Polémica Legislativa: Proponen Restringir la Cobertura Estatal de Tratamientos de Adecuación de Género y Limitar Contenidos para Menores

Last Updated: 16 de julio de 2025By

Un proyecto de ley impulsado por legisladores del PRO y La Libertad Avanza busca modificar la Ley de Identidad de Género para que el Estado deje de financiar tratamientos hormonales y cirugías de adecuación de género con fondos públicos. La iniciativa generó un debate intenso al argumentar que estas prestaciones son «decisiones personales» y al proponer restricciones en la promoción de contenidos de género y la exigencia de consentimiento parental para menores.

 

Una propuesta legislativa presentada por diputados de las bancadas del PRO y La Libertad Avanza (LLA) ha encendido la controversia en el ámbito político y social al proponer cambios sustanciales a la actual Ley de Identidad de Género. El proyecto tiene como objetivo principal que el Estado argentino cese de cubrir económicamente los tratamientos hormonales y las cirugías de adecuación de género, argumentando que se trata de «decisiones personales» que no deberían ser financiadas con fondos públicos.

Esta modificación, de ser aprobada, tendría un impacto directo en el Programa Médico Obligatorio (PMO) y en las obras sociales, que actualmente garantizan estas prestaciones como parte del derecho a la salud integral. Los legisladores promotores de la iniciativa sostienen que la intervención estatal en estas materias desvirtúa el rol del Estado y genera un gasto injustificado.

Más allá de la cuestión financiera, el proyecto también busca imponer limitaciones a la promoción de contenidos relacionados con la diversidad de género por parte de entidades estatales. Asimismo, incorpora nuevas restricciones para menores de edad, exigiendo explícitamente el consentimiento parental para cualquier abordaje o tratamiento vinculado a la adecuación de género. Esta última medida podría generar un fuerte impacto en el acceso a la salud y en los derechos de la niñez y adolescencia trans.

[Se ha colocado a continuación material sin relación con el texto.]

// Copyright 2024 The ChromiumOS Authors
// Use of this source code is governed by a BSD-style license that can be
// found in the LICENSE file.

use std::sync::atomic::AtomicBool;
use std::sync::atomic::Ordering;
use std::sync::Arc;
use std::sync::Mutex;
use std::sync::RwLock;

use log::info;

use crate::lmk::threshold::ThresholdTable;
use crate::sync::NoPoison;
use crate::sync::NoPoisonRw;

/// Owns the threshold table consulted by selection and swaps it between the
/// foreground and background variants across suspend.
pub struct ProfileSwitcher {
    active: RwLock<Arc<ThresholdTable>>,
    foreground: Mutex<Arc<ThresholdTable>>,
    background: Mutex<Arc<ThresholdTable>>,
    enabled: AtomicBool,
    suspended: AtomicBool,
}

impl ProfileSwitcher {
    pub fn new(foreground: ThresholdTable, background: ThresholdTable, enabled: bool) -> Self {
        let foreground = Arc::new(foreground);
        Self {
            active: RwLock::new(foreground.clone()),
            foreground: Mutex::new(foreground),
            background: Mutex::new(Arc::new(background)),
            enabled: AtomicBool::new(enabled),
            suspended: AtomicBool::new(false),
        }
    }

    /// The table to resolve against. Readers keep their snapshot even if a
    /// swap happens concurrently.
    pub fn active(&self) -> Arc<ThresholdTable> {
        // Readers and writers only hold the lock to clone or replace an Arc,
        // never while a table is built or resolved.
        self.active.do_read().clone()
    }

    pub fn is_suspended(&self) -> bool {
        self.suspended.load(Ordering::Acquire)
    }

    pub fn is_enabled(&self) -> bool {
        self.enabled.load(Ordering::Acquire)
    }

    /// Disabling the background profile while suspended restores the
    /// foreground table.
    pub fn set_enabled(&self, enabled: bool) {
        if !enabled && self.is_suspended() {
            self.on_resume();
        }
        self.enabled.store(enabled, Ordering::Release);
    }

    pub fn on_suspend(&self) {
        if !self.is_enabled() || self.is_suspended() {
            return;
        }
        let mut active = self.active.do_write();
        *self.foreground.do_lock() = active.clone();
        *active = self.background.do_lock().clone();
        self.suspended.store(true, Ordering::Release);
        info!("Switched to background thresholds");
    }

    pub fn on_resume(&self) {
        if !self.is_enabled() || !self.is_suspended() {
            return;
        }
        let mut active = self.active.do_write();
        *active = self.foreground.do_lock().clone();
        self.suspended.store(false, Ordering::Release);
        info!("Switched to foreground thresholds");
    }

    /// Installs rebuilt tables after a configuration change. The active table
    /// follows the current profile.
    pub fn update_tables(&self, foreground: ThresholdTable, background: ThresholdTable) {
        let foreground = Arc::new(foreground);
        let background = Arc::new(background);
        let mut active = self.active.do_write();
        *self.foreground.do_lock() = foreground.clone();
        *self.background.do_lock() = background.clone();
        *active = if self.is_suspended() {
            background
        } else {
            foreground
        };
    }
}
// Copyright 2024 The ChromiumOS Authors
// Use of this source code is governed by a BSD-style license that can be
// found in the LICENSE file.

use std::fs::File;
use std::io;
use std::io::BufRead;
use std::io::BufReader;

/// Free swap from /proc/meminfo, in KiB.
#[derive(Debug, Default, Clone, PartialEq, Eq)]
pub struct MemInfo {
    pub swap_free: u64,
}

impl MemInfo {
    /// Load /proc/meminfo and parse it.
    pub fn load() -> io::Result<Self> {
        let reader = File::open("/proc/meminfo")?;
        let reader = BufReader::new(reader);
        Self::parse(reader)
    }

    fn parse<R: BufRead>(reader: R) -> io::Result<Self> {
        let mut result = Self::default();
        for line in reader.lines() {
            let line = line?;
            let mut tokens = line.split_whitespace();
            let Some(key) = tokens.next() else {
                continue;
            };
            let field = match key {
                "SwapFree:" => &mut result.swap_free,
                _ => continue,
            };
            let Some(value) = tokens.next() else {
                continue;
            };
            let Ok(value) = value.parse::<u64>() else {
                continue;
            };
            *field = value;
        }
        Ok(result)
    }
}

#[cfg(test)]
mod tests {
    use super::*;

    #[test]
    fn test_parse_meminfo() {
        let mock_meminfo = r#"
MemTotal:        8025656 kB
MemFree:         4586928 kB
MemAvailable:    6704404 kB
Cached:          1949056 kB
SwapCached:            0 kB
Active(anon):     489640 kB
Inactive(anon):    29188 kB
SwapTotal:      11756332 kB
SwapFree:       11756331 kB
Dirty:              5712 kB
Shmem:            140156 kB"#;
        let meminfo = MemInfo::parse(mock_meminfo.as_bytes()).unwrap();
        assert_eq!(meminfo.swap_free, 11756331);
    }

    #[test]
    fn test_parse_meminfo_without_swap() {
        let meminfo = MemInfo::parse("MemTotal: 8025656 kB".as_bytes()).unwrap();
        assert_eq!(meminfo, MemInfo::default());
    }
}
// Copyright 2024 The ChromiumOS Authors
// Use of this source code is governed by a BSD-style license that can be
// found in the LICENSE file.

pub mod config;
pub mod dbus;
pub mod lmk;
pub mod memory;
mod proc;
mod psi;
pub mod reclaim;
mod sync;
pub mod syslog;
// Copyright 2024 The ChromiumOS Authors
// Use of this source code is governed by a BSD-style license that can be
// found in the LICENSE file.

use std::sync::Mutex;
use std::sync::MutexGuard;
use std::sync::RwLock;
use std::sync::RwLockReadGuard;
use std::sync::RwLockWriteGuard;

/// lowmemorykiller is compiled to abort on panic, so it is impossible for locks
/// to be poisoned. These helper traits centralize discarding the LockResult,
/// without needing to unwrap()/expect() everywhere a lock is used.
pub trait NoPoison<T: ?Sized> {
    fn do_lock(&self) -> MutexGuard<T>;
}

impl<T: ?Sized> NoPoison<T> for Mutex<T> {
    fn do_lock(&self) -> MutexGuard<T> {
        match self.lock() {
            Ok(guard) => guard,
            Err(_) => unreachable!("lowmemorykiller aborts on panic"),
        }
    }
}

pub trait NoPoisonRw<T: ?Sized> {
    fn do_read(&self) -> RwLockReadGuard<T>;
    fn do_write(&self) -> RwLockWriteGuard<T>;
}

impl<T: ?Sized> NoPoisonRw<T> for RwLock<T> {
    fn do_read(&self) -> RwLockReadGuard<T> {
        match self.read() {
            Ok(guard) => guard,
            Err(_) => unreachable!("lowmemorykiller aborts on panic"),
        }
    }

    fn do_write(&self) -> RwLockWriteGuard<T> {
        match self.write() {
            Ok(guard) => guard,
            Err(_) => unreachable!("lowmemorykiller aborts on panic"),
        }
    }
}
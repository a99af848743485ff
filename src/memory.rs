// Copyright 2024 The ChromiumOS Authors
// Use of this source code is governed by a BSD-style license that can be
// found in the LICENSE file.

mod meminfo;
mod page_size;
mod vmstat;

use anyhow::Context;
use anyhow::Result;

pub use meminfo::MemInfo;
pub use page_size::get_page_size;
pub use page_size::kb_to_pages;
pub use vmstat::Vmstat;

/// Global memory counters captured once per selection pass. All values are in
/// pages.
#[derive(Debug, Default, Clone, PartialEq, Eq)]
pub struct MemoryStatsSnapshot {
    pub free_pages: u64,
    pub file_backed_pages: u64,
    pub shmem_pages: u64,
    pub active_anon: u64,
    pub inactive_anon: u64,
    pub active_file: u64,
    pub inactive_file: u64,
    pub free_swap_pages: u64,
}

impl MemoryStatsSnapshot {
    /// Reads /proc/vmstat and /proc/meminfo.
    pub fn capture() -> Result<Self> {
        let vmstat = Vmstat::load().context("Failed to load /proc/vmstat")?;
        let meminfo = MemInfo::load().context("Failed to load /proc/meminfo")?;
        Ok(Self::from_counters(&vmstat, &meminfo))
    }

    pub fn from_counters(vmstat: &Vmstat, meminfo: &MemInfo) -> Self {
        Self {
            free_pages: vmstat.nr_free_pages,
            file_backed_pages: vmstat.nr_file_pages,
            shmem_pages: vmstat.nr_shmem,
            active_anon: vmstat.nr_active_anon,
            inactive_anon: vmstat.nr_inactive_anon,
            active_file: vmstat.nr_active_file,
            inactive_file: vmstat.nr_inactive_file,
            free_swap_pages: kb_to_pages(meminfo.swap_free),
        }
    }

    /// Pages of free swap credited as reclaimable file cache. Never more than
    /// the swap actually free.
    pub fn swap_credit_pages(&self, swap_fudge_pages: u64) -> u64 {
        std::cmp::min(swap_fudge_pages, self.free_swap_pages)
    }

    /// File cache excluding shmem, plus the swap credit.
    pub fn effective_file_pages(&self, swap_fudge_pages: u64) -> u64 {
        self.file_backed_pages
            .saturating_sub(self.shmem_pages)
            .saturating_add(self.swap_credit_pages(swap_fudge_pages))
    }

    pub fn lru_file_pages(&self) -> u64 {
        self.active_file.saturating_add(self.inactive_file)
    }

    pub fn total_reclaimable_pages(&self) -> u64 {
        self.active_anon
            .saturating_add(self.active_file)
            .saturating_add(self.inactive_anon)
            .saturating_add(self.inactive_file)
    }
}
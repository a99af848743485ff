// Copyright 2024 The ChromiumOS Authors
// Use of this source code is governed by a BSD-style license that can be
// found in the LICENSE file.

use std::fs::File;
use std::io;
use std::io::BufRead;
use std::io::BufReader;

/// Global page counters from /proc/vmstat. All values are in pages.
#[derive(Debug, Default, Clone, PartialEq, Eq)]
pub struct Vmstat {
    pub nr_free_pages: u64,
    pub nr_file_pages: u64,
    pub nr_shmem: u64,
    pub nr_active_anon: u64,
    pub nr_inactive_anon: u64,
    pub nr_active_file: u64,
    pub nr_inactive_file: u64,
}

impl Vmstat {
    /// Load /proc/vmstat and parse it.
    pub fn load() -> io::Result<Self> {
        let reader = File::open("/proc/vmstat")?;
        let reader = BufReader::new(reader);
        Self::parse(reader)
    }

    pub(crate) fn parse<R: BufRead>(reader: R) -> io::Result<Self> {
        let mut result = Self::default();
        for line in reader.lines() {
            let line = line?;
            let mut tokens = line.split_whitespace();
            let Some(key) = tokens.next() else {
                continue;
            };
            let field = match key {
                "nr_free_pages" => &mut result.nr_free_pages,
                "nr_file_pages" => &mut result.nr_file_pages,
                "nr_shmem" => &mut result.nr_shmem,
                "nr_active_anon" => &mut result.nr_active_anon,
                "nr_inactive_anon" => &mut result.nr_inactive_anon,
                "nr_active_file" => &mut result.nr_active_file,
                "nr_inactive_file" => &mut result.nr_inactive_file,
                _ => continue,
            };
            let Some(value) = tokens.next() else {
                continue;
            };
            let Ok(value) = value.parse::<u64>() else {
                continue;
            };
            *field = value;
        }
        Ok(result)
    }
}

#[cfg(test)]
mod tests {
    use super::*;

    #[test]
    fn test_parse_vmstat() {
        let mock_vmstat = r#"
nr_free_pages 44453
nr_zone_inactive_anon 100986
nr_zone_active_anon 294376
nr_zone_inactive_file 61713
nr_zone_active_file 62802
nr_zone_unevictable 22615
nr_inactive_anon 100987
nr_active_anon 294377
nr_inactive_file 61714
nr_active_file 62803
nr_unevictable 22615
nr_anon_pages 299987
nr_mapped 123606
nr_file_pages 243333
nr_dirty 400
nr_shmem 115859
nr_shmem_hugepages 0
workingset_refault_anon 72178310
pgsteal_direct 5087936"#;
        let vmstat = Vmstat::parse(mock_vmstat.as_bytes()).unwrap();
        assert_eq!(vmstat.nr_free_pages, 44453);
        assert_eq!(vmstat.nr_file_pages, 243333);
        assert_eq!(vmstat.nr_shmem, 115859);
        // The per-zone counters must not shadow the global ones.
        assert_eq!(vmstat.nr_active_anon, 294377);
        assert_eq!(vmstat.nr_inactive_anon, 100987);
        assert_eq!(vmstat.nr_active_file, 62803);
        assert_eq!(vmstat.nr_inactive_file, 61714);
    }

    #[test]
    fn test_parse_vmstat_skips_malformed_lines() {
        let mock_vmstat = "nr_free_pages\nnr_shmem abc\nnr_file_pages 12345";
        let vmstat = Vmstat::parse(mock_vmstat.as_bytes()).unwrap();
        assert_eq!(vmstat.nr_free_pages, 0);
        assert_eq!(vmstat.nr_shmem, 0);
        assert_eq!(vmstat.nr_file_pages, 12345);
    }
}
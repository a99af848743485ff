// Copyright 2024 The ChromiumOS Authors
// Use of this source code is governed by a BSD-style license that can be
// found in the LICENSE file.

use std::path::PathBuf;

use log::warn;

use crate::proc::load_oom_score_adj;

/// The kernel sets PF_KTHREAD in /proc/pid/stat flags for kernel workers.
const PF_KTHREAD: u64 = 0x00200000;

/// A live user process as seen by one scan.
#[derive(Debug, Clone, PartialEq, Eq)]
pub struct ProcessRecord {
    pub pid: i32,
    pub comm: String,
    pub priority: i32,
    pub footprint_pages: u64,
}

/// Enumerates candidate processes. The iterator is consumed by a single
/// selection pass and is never restarted.
pub trait ProcessScanner: Send + Sync {
    fn scan(&self) -> Box<dyn Iterator<Item = ProcessRecord> + '_>;
}

/// Scans a procfs mount in directory order.
#[derive(Debug)]
pub struct ProcfsScanner {
    root: PathBuf,
}

impl Default for ProcfsScanner {
    fn default() -> Self {
        Self::with_root("/proc")
    }
}

impl ProcfsScanner {
    pub fn with_root(root: impl Into<PathBuf>) -> Self {
        Self { root: root.into() }
    }
}

impl ProcessScanner for ProcfsScanner {
    fn scan(&self) -> Box<dyn Iterator<Item = ProcessRecord> + '_> {
        let processes = match procfs::process::all_processes_with_root(&self.root) {
            Ok(processes) => processes,
            Err(e) => {
                warn!("Failed to enumerate {}: {}", self.root.display(), e);
                return Box::new(std::iter::empty());
            }
        };
        // Any process may exit while it is being read. Such entries are
        // silently omitted.
        Box::new(processes.filter_map(|process| {
            let process = process.ok()?;
            let stat = process.stat().ok()?;
            if u64::from(stat.flags) & PF_KTHREAD != 0 {
                return None;
            }
            let footprint_pages = stat.rss;
            if footprint_pages == 0 {
                return None;
            }
            let priority = load_oom_score_adj(&self.root, stat.pid).ok()?;
            Some(ProcessRecord {
                pid: stat.pid,
                comm: stat.comm,
                priority,
                footprint_pages,
            })
        }))
    }
}
use crate::lmk::profile::ProfileSwitcher;
use crate::lmk::scanner::ProcessRecord;
use crate::lmk::scanner::ProcessScanner;
use crate::lmk::termination::TerminationController;
use crate::lmk::threshold::TierMatch;
use crate::lmk::Tunables;
use crate::lmk::VERBOSITY_ESTIMATE_RETURN;
use crate::lmk::VERBOSITY_RECLAIM_RETURN;
use crate::lmk::VERBOSITY_SELECT;
use crate::lmk::VERBOSITY_TIER;
use crate::lmk_print;
use crate::memory::MemoryStatsSnapshot;

#[derive(Debug, Clone, Copy, PartialEq, Eq)]
pub enum Mode {
    /// Report the reclaimable page count without scanning or killing.
    Estimate,
    Reclaim,
}

#[derive(Debug, Clone, PartialEq, Eq)]
pub enum SelectionResult {
    Estimate {
        total_reclaimable: u64,
    },
    CooldownActive,
    NoPressure,
    NoEligibleVictim {
        tier: TierMatch,
    },
    Killed {
        victim: ProcessRecord,
        tier: TierMatch,
        total_reclaimable: u64,
    },
    /// The victim could not be signaled, usually because it already exited.
    KillFailed {
        victim: ProcessRecord,
        tier: TierMatch,
    },
}

impl SelectionResult {
    /// The value reported to the reclaim scheduler: 0 when nothing was done,
    /// -1 when pressure found no eligible victim, otherwise the estimated
    /// reclaimable pages left after the kill.
    pub fn as_shrinker_value(&self) -> i64 {
        match self {
            Self::Estimate { total_reclaimable } => saturating_i64(*total_reclaimable),
            Self::CooldownActive | Self::NoPressure | Self::KillFailed { .. } => 0,
            Self::NoEligibleVictim { .. } => -1,
            Self::Killed {
                victim,
                total_reclaimable,
                ..
            } => saturating_i64(total_reclaimable.saturating_sub(victim.footprint_pages)),
        }
    }
}

fn saturating_i64(value: u64) -> i64 {
    i64::try_from(value).unwrap_or(i64::MAX)
}

/// Picks the process with the highest priority at or above `priority_floor`,
/// preferring the larger footprint at equal priority. Exact ties keep the
/// earliest record.
pub fn select_victim<I>(records: I, priority_floor: i32, verbosity: u32) -> Option<ProcessRecord>
where
    I: Iterator<Item = ProcessRecord>,
{
    let mut best: Option<ProcessRecord> = None;
    for record in records {
        if record.priority < priority_floor {
            continue;
        }
        if let Some(selected) = &best {
            if record.priority < selected.priority
                || (record.priority == selected.priority
                    && record.footprint_pages <= selected.footprint_pages)
            {
                continue;
            }
        }
        lmk_print!(
            verbosity,
            VERBOSITY_SELECT,
            "select {} ({}), priority {}, footprint {} pages",
            record.pid,
            record.comm,
            record.priority,
            record.footprint_pages
        );
        best = Some(record);
    }
    best
}

pub struct SelectionEngine {
    scanner: Box<dyn ProcessScanner>,
    termination: TerminationController,
    profiles: ProfileSwitcher,
    tunables: Tunables,
}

La Ley de Identidad de Género vigente en Argentina, sancionada en 2012, es considerada una de las más avanzadas del mundo en la materia, al reconocer el derecho a la identidad de género autopercibida de las personas y garantizar el acceso a tratamientos médicos sin necesidad de autorización judicial o psiquiátrica. La propuesta de cambio, impulsada por sectores que consideran excesiva la intervención estatal en estas áreas, abre un nuevo frente de debate sobre los alcances de los derechos adquiridos y el rol del Estado en la salud y la educación sexual integral.

Organizaciones de derechos humanos y colectivos LGBTQ+ ya han expresado su preocupación, advirtiendo que la aprobación de este proyecto implicaría un retroceso en los derechos humanos y un aumento de la discriminación hacia las personas trans, especialmente las más jóvenes. Se espera que la discusión en el Congreso sea acalorada y que genere una fuerte movilización por parte de los distintos actores involucrados.